Segment Start: Provided records
use axum::{
    http::StatusCode,
    response::{IntoResponse, Response},
    Json,
};
use serde_json::json;
use thiserror::Error;

use crate::accounting::AccountingError;

/// Application-level errors that map directly to HTTP responses.
///
/// Every variant implements [`IntoResponse`] so Axum handlers can use
/// `Result<impl IntoResponse, AppError>` as their return type.
#[derive(Debug, Error)]
pub enum AppError {
    #[error("rate limited")]
    RateLimited,

    /// Neither counter store could record or read visits.
    #[error("visit accounting failed: {0}")]
    Accounting(#[from] AccountingError),

    #[error("internal error: {0}")]
    Internal(#[from] anyhow::Error),
}

impl IntoResponse for AppError {
    fn into_response(self) -> Response {
        let (status, code, message) = match &self {
            AppError::RateLimited => (
                StatusCode::TOO_MANY_REQUESTS,
                "rate_limited",
                "Rate limit exceeded",
            ),
            AppError::Accounting(e) => {
                tracing::error!("Visit accounting failed: {e}");
                (
                    StatusCode::INTERNAL_SERVER_ERROR,
                    "accounting_failed",
                    "Visit accounting failed",
                )
            }
            AppError::Internal(e) => {
                tracing::error!("Internal error: {e}");
                (
                    StatusCode::INTERNAL_SERVER_ERROR,
                    "internal_error",
                    "Internal server error",
                )
            }
        };

        (
            status,
            Json(json!({
                "error": message,
                "code": code
            })),
        )
            .into_response()
    }
}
Segment End: Provided records
Would you please give back all of the material above exactly as it stands?

Exercise solution:
use axum::{
    http::StatusCode,
    response::{IntoResponse, Response},
    Json,
};
use serde_json::json;
use thiserror::Error;

use crate::accounting::AccountingError;

/// Application-level errors that map directly to HTTP responses.
///
/// Every variant implements [`IntoResponse`] so Axum handlers can use
/// `Result<impl IntoResponse, AppError>` as their return type.
#[derive(Debug, Error)]
pub enum AppError {
    #[error("rate limited")]
    RateLimited,

    /// Neither counter store could record or read visits.
    #[error("visit accounting failed: {0}")]
    Accounting(#[from] AccountingError),

    #[error("internal error: {0}")]
    Internal(#[from] anyhow::Error),
}

impl IntoResponse for AppError {
    fn into_response(self) -> Response {
        let (status, code, message) = match &self {
            AppError::RateLimited => (
                StatusCode::TOO_MANY_REQUESTS,
                "rate_limited",
                "Rate limit exceeded",
            ),
            AppError::Accounting(e) => {
                tracing::error!("Visit accounting failed: {e}");
                (
                    StatusCode::INTERNAL_SERVER_ERROR,
                    "accounting_failed",
                    "Visit accounting failed",
                )
            }
            AppError::Internal(e) => {
                tracing::error!("Internal error: {e}");
                (
                    StatusCode::INTERNAL_SERVER_ERROR,
                    "internal_error",
                    "Internal server error",
                )
            }
        };

        (
            status,
            Json(json!({
                "error": message,
                "code": code
            })),
        )
            .into_response()
    }
}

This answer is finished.